LeBlanc v. Unifund CCR Partners

601 F.3d 1185, 2010 U.S. App. LEXIS 6501, 2010 WL 1200691
CourtCourt of Appeals for the Eleventh Circuit
DecidedMarch 30, 2010
Docket08-16031
StatusPublished
Cited by237 cases

This text of 601 F.3d 1185 (LeBlanc v. Unifund CCR Partners) is published on Counsel Stack Legal Research, covering Court of Appeals for the Eleventh Circuit primary law. Counsel Stack provides free access to over 12 million legal documents including statutes, case law, regulations, and constitutions.

Bluebook
LeBlanc v. Unifund CCR Partners, 601 F.3d 1185, 2010 U.S. App. LEXIS 6501, 2010 WL 1200691 (11th Cir. 2010).

Opinion

PER CURIAM:

Unifund CCR Partners, G.P., and its general partners, Credit Card Receivables Fund, Inc., and ZB Limited Partners, appeal the partial grant of summary judgment in favor of Plaintiff Joseph LeBlanc (“LeBlanc”). LeBlanc brought suit against Unifund CCR Partners, G.P. (“Unifund”), Credit Card Receivables Fund, Inc., and ZB Limited Partners for violating both the federal Fair Debt Collection Practices Act, 15 U.S.C. § 1692, and the Florida Consumer Collection Practices Act, Fla. Stat. Chapter 559. Although Unifund was largely successful in defending LeBlanc’s claims, the district court found in favor of LeBlanc on his federal claims under Sections 1692e(5) and 1692f.
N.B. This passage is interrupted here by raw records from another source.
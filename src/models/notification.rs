//! Notification feed records and platform alerts.

use chrono::{DateTime, Utc};
use serde::{Deserialize, Serialize};

#[derive(Debug, Clone, PartialEq, Eq, Serialize, Deserialize)]
#[serde(rename_all = "camelCase")]
pub struct Notification {
    /// Globally unique, immutable
    pub id: String,
    pub recipient_id: String,
    pub community_id: String,
    pub channel_id: String,
    pub author_id: String,
    pub content: String,
    pub timestamp: DateTime<Utc>,
    #[serde(default)]
    pub is_read: bool,
}

impl Notification {
    pub fn matches(&self, community_id: Option<&str>, channel_id: Option<&str>) -> bool {
        community_id.map_or(true, |c| self.community_id == c)
            && channel_id.map_or(true, |c| self.channel_id == c)
    }
}

/// What the platform side-channel is asked to show.
#[derive(Debug, Clone, PartialEq, Eq)]
pub enum PlatformAlert {
    /// One alert per notification
    Message {
        community_id: String,
        channel_id: String,
        author_id: String,
        content: String,
    },
    /// Several arrivals for one community in one poll
    Summary { community_id: String, count: usize },
}
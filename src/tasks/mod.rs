//! Background Tasks Module
//!
//! Contains background tasks that run periodically while the core is live.
//!
//! # Tasks
//! - Notification polling: fetches a user's feed at the configured period

mod poll;

pub use poll::spawn_poll_task;
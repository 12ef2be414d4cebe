//! File-backed store: one file per key inside a data directory.

use std::fs;
use std::io::ErrorKind;
use std::path::{Path, PathBuf};

use tracing::debug;

use crate::error::StoreError;
use crate::storage::PersistentStore;

/// Persists each key as `<dir>/<escaped key>.json`.
///
/// Bytes outside `[A-Za-z0-9.-]` are written as `_XX` (hex), so distinct keys
/// never share a file and no key can leave the directory.
#[derive(Debug, Clone)]
pub struct FileStore {
    dir: PathBuf,
}

impl FileStore {
    /// Opens (and creates if needed) the data directory.
    pub fn open(dir: impl Into<PathBuf>) -> Result<Self, StoreError> {
        let dir = dir.into();
        fs::create_dir_all(&dir)?;
        debug!(dir = %dir.display(), "file store opened");
        Ok(Self { dir })
    }

    pub fn dir(&self) -> &Path {
        &self.dir
    }

    fn path_for(&self, key: &str) -> PathBuf {
        let mut name = String::with_capacity(key.len());
        for byte in key.bytes() {
            if byte.is_ascii_alphanumeric() || byte == b'-' || byte == b'.' {
                name.push(char::from(byte));
            } else {
                name.push_str(&format!("_{byte:02X}"));
            }
        }
        self.dir.join(format!("{name}.json"))
    }
}

impl PersistentStore for FileStore {
    fn get(&self, key: &str) -> Result<Option<Vec<u8>>, StoreError> {
        match fs::read(self.path_for(key)) {
            Ok(bytes) => Ok(Some(bytes)),
            Err(e) if e.kind() == ErrorKind::NotFound => Ok(None),
            Err(e) => Err(e.into()),
        }
    }

    fn set(&self, key: &str, value: &[u8]) -> Result<(), StoreError> {
        let path = self.path_for(key);
        let tmp = path.with_extension("json.tmp");
        fs::write(&tmp, value)?;
        fs::rename(&tmp, &path)?;
        Ok(())
    }

    fn delete(&self, key: &str) -> Result<(), StoreError> {
        match fs::remove_file(self.path_for(key)) {
            Ok(()) => Ok(()),
            Err(e) if e.kind() == ErrorKind::NotFound => Ok(()),
            Err(e) => Err(e.into()),
        }
    }
}
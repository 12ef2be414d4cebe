//! Chat Sync - headless runner for the sync core
//!
//! Polls the configured user's notifications against the configured
//! endpoints and logs what arrives.

use std::path::PathBuf;
use std::sync::Arc;

use anyhow::Context;
use tokio::signal;
use tracing::{info, warn};
use tracing_subscriber::{layer::SubscriberExt, util::SubscriberInitExt};

use chat_sync::remote::HttpTransport;
use chat_sync::storage::FileStore;
use chat_sync::sync::{LogNotifier, NotificationEvent};
use chat_sync::{SyncConfig, SyncContext, SyncCore};

/// Main entry point for the sync runner.
///
/// # Startup Sequence
/// 1. Initialize tracing subscriber for logging
/// 2. Load configuration from environment variables
/// 3. Open the file store and build the HTTP transport
/// 4. Wire all managers into a `SyncCore`
/// 5. Start notification polling for `SYNC_USER_ID`
/// 6. Wait for SIGINT/SIGTERM, then stop polling
#[tokio::main]
async fn main() -> anyhow::Result<()> {
    // Defaults to "info" for this crate, can be overridden with RUST_LOG
    tracing_subscriber::registry()
        .with(
            tracing_subscriber::EnvFilter::try_from_default_env()
                .unwrap_or_else(|_| "chat_sync=info".into()),
        )
        .with(tracing_subscriber::fmt::layer())
        .init();

    info!("Starting chat sync core");

    let config = SyncConfig::from_env();
    info!(
        endpoints = ?config.endpoints,
        call_timeout_ms = config.call_timeout.as_millis() as u64,
        max_attempts = config.max_attempts,
        poll_period_ms = config.poll_period.as_millis() as u64,
        "Configuration loaded"
    );

    let data_dir = config
        .data_dir
        .clone()
        .unwrap_or_else(|| PathBuf::from(".chat_sync"));
    let store = FileStore::open(data_dir.clone())
        .with_context(|| format!("failed to open data directory {}", data_dir.display()))?;
    let transport = HttpTransport::new(config.call_timeout).context("failed to build HTTP client")?;
    let user_id = config.user_id.clone();

    let ctx = SyncContext::new(config, Arc::new(transport), Arc::new(store));
    let core = SyncCore::new(ctx, Arc::new(LogNotifier));
    info!(data_dir = %data_dir.display(), "Sync core initialized");

    let _arrivals = core.notifications.subscribe(|event| {
        if let NotificationEvent::Arrived { user_id, notifications } = event {
            info!(user_id = %user_id, count = notifications.len(), "Notifications received");
        }
    });

    match &user_id {
        Some(user_id) => {
            match core.entities.list_communities(user_id).await {
                Ok(ids) => info!(user_id = %user_id, communities = ids.len(), "Community list loaded"),
                Err(e) => warn!(user_id = %user_id, error = %e, "Community list unavailable"),
            }
            core.notifications.start_polling(user_id);
            info!(user_id = %user_id, "Notification polling started");
        }
        None => warn!("SYNC_USER_ID not set, nothing to poll"),
    }

    shutdown_signal().await;

    if let Some(user_id) = &user_id {
        core.notifications.stop_polling(user_id);
    }
    let stats = core.stats().total();
    info!(
        hits = stats.hits,
        misses = stats.misses,
        stale_served = stats.stale_served,
        hit_rate = stats.hit_rate(),
        "Cache statistics"
    );
    info!("Shutdown complete");
    Ok(())
}

/// Waits for shutdown signal (Ctrl+C or SIGTERM).
async fn shutdown_signal() {
    let ctrl_c = async {
        if let Err(e) = signal::ctrl_c().await {
            warn!(error = %e, "Failed to listen for Ctrl+C");
            std::future::pending::<()>().await;
        }
    };

    #[cfg(unix)]
    let terminate = async {
        match signal::unix::signal(signal::unix::SignalKind::terminate()) {
            Ok(mut sigterm) => {
                sigterm.recv().await;
            }
            Err(e) => {
                warn!(error = %e, "Failed to install SIGTERM handler");
                std::future::pending::<()>().await;
            }
        }
    };

    #[cfg(not(unix))]
    let terminate = std::future::pending::<()>();

    tokio::select! {
        _ = ctrl_c => {
            info!("Received Ctrl+C, initiating shutdown...");
        }
        _ = terminate => {
            info!("Received SIGTERM, initiating shutdown...");
        }
    }
}
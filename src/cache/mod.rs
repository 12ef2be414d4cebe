//! Cache Module
//!
//! Timestamped entries, per-kind TTL maps and the bounded seen-id ledger.

mod entry;
mod ledger;
mod stats;
mod ttl_map;


// Re-export public types
pub use entry::{CacheEntry, ScopedEntry};
pub use ledger::SeenLedger;
pub use stats::{CacheStats, SyncStats};
pub use ttl_map::TtlMap;
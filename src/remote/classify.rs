//! Maps raw responses onto the error taxonomy.

use serde_json::Value;

use crate::error::SyncError;
use crate::remote::RemoteResponse;

/// Substrings that mark a network-class failure.
const NETWORK_PATTERNS: &[&str] = &[
    "timeout",
    "timed out",
    "connection reset",
    "connection refused",
    "connection closed",
    "econnreset",
    "econnrefused",
    "enotfound",
    "dns",
    "network",
    "socket hang up",
    "failed to fetch",
    "too many requests",
    "rate limit",
    "service unavailable",
    "bad gateway",
    "gateway timeout",
    "internal server error",
];

/// Substrings that mark a fatal, non-retryable response.
const FATAL_PATTERNS: &[&str] = &[
    "not found",
    "does not exist",
    "doesn't exist",
    "forbidden",
    "unauthorized",
    "not a member",
];

/// Turns a response into its payload or a classified error.
pub fn interpret(response: RemoteResponse) -> Result<Value, SyncError> {
    if response.is_success() {
        return Ok(response.payload.unwrap_or(Value::Null));
    }
    Err(classify_response(response.status, response.error.as_deref()))
}

/// Classifies a failed response.
///
/// Status codes win over message text; messages are matched case-insensitively.
pub fn classify_response(status: u16, error: Option<&str>) -> SyncError {
    let message = error
        .map(str::to_string)
        .unwrap_or_else(|| format!("status {status}"));

    match status {
        403 | 404 => return SyncError::Fatal(message),
        429 | 500..=599 => return SyncError::Transient(message),
        _ => {}
    }

    let lowered = message.to_lowercase();
    if FATAL_PATTERNS.iter().any(|p| lowered.contains(p)) {
        SyncError::Fatal(message)
    } else if NETWORK_PATTERNS.iter().any(|p| lowered.contains(p)) {
        SyncError::Transient(message)
    } else {
        SyncError::Remote { status, message }
    }
}

/// True if a free-form error message looks network-related.
pub fn is_network_message(message: &str) -> bool {
    let lowered = message.to_lowercase();
    NETWORK_PATTERNS.iter().any(|p| lowered.contains(p))
}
For the reasons set forth herein, we reverse the district court’s summary judgment order and remand Plaintiffs causes of action pursuant to 15 U.S.C. §§ 1692e(5) and 1692f for consideration by a jury.

I.

Joseph LeBlanc is a resident of Tampa, Florida, and a “consumer” within the meaning of the federal Fair Debt Collection Practices Act (“FDCPA”) and the Florida Consumer Collection Practices Act (“FCCPA”). 1 The debt sought to be collected is a “consumer debt” within the meaning of the acts. 2 (Am.Compl. ¶ 2) *1188 Unifund is a general partnership organization incorporated under the laws of Ohio and is in the business of purchasing and collecting consumer debt. As such, Uni-fund is a “debt collector” for purposes of the FDCPA. 3 Credit Card Receivables Fund, Inc. (“CCRF”) and ZB Limited Partners (“ZB”) are Unifund’s general partners. Aside from the entities’ relationship with Unifund, CCRF and ZB are not directly involved in the debt collection activity being challenged. None of the defendants were registered as “consumer collection agencies” with the State of Florida. 4

In or around February 2003, LeBlane quit making payments towards a credit card account he had with Bank One, Delaware (“Bank One”). (LeBlane Dep. at 17) Effective August 24, 2004, Unifund purchased LeBlanc’s charged off credit card account from Bank One. 5 Bank One was owned by JP Morgan Chase or one of its subsidiaries. Unifund received all of its information on the LeBlane account from Bank One, including a statement reflecting a balance due of $11,535.94 and interest at an annual percentage rate of 19.99%.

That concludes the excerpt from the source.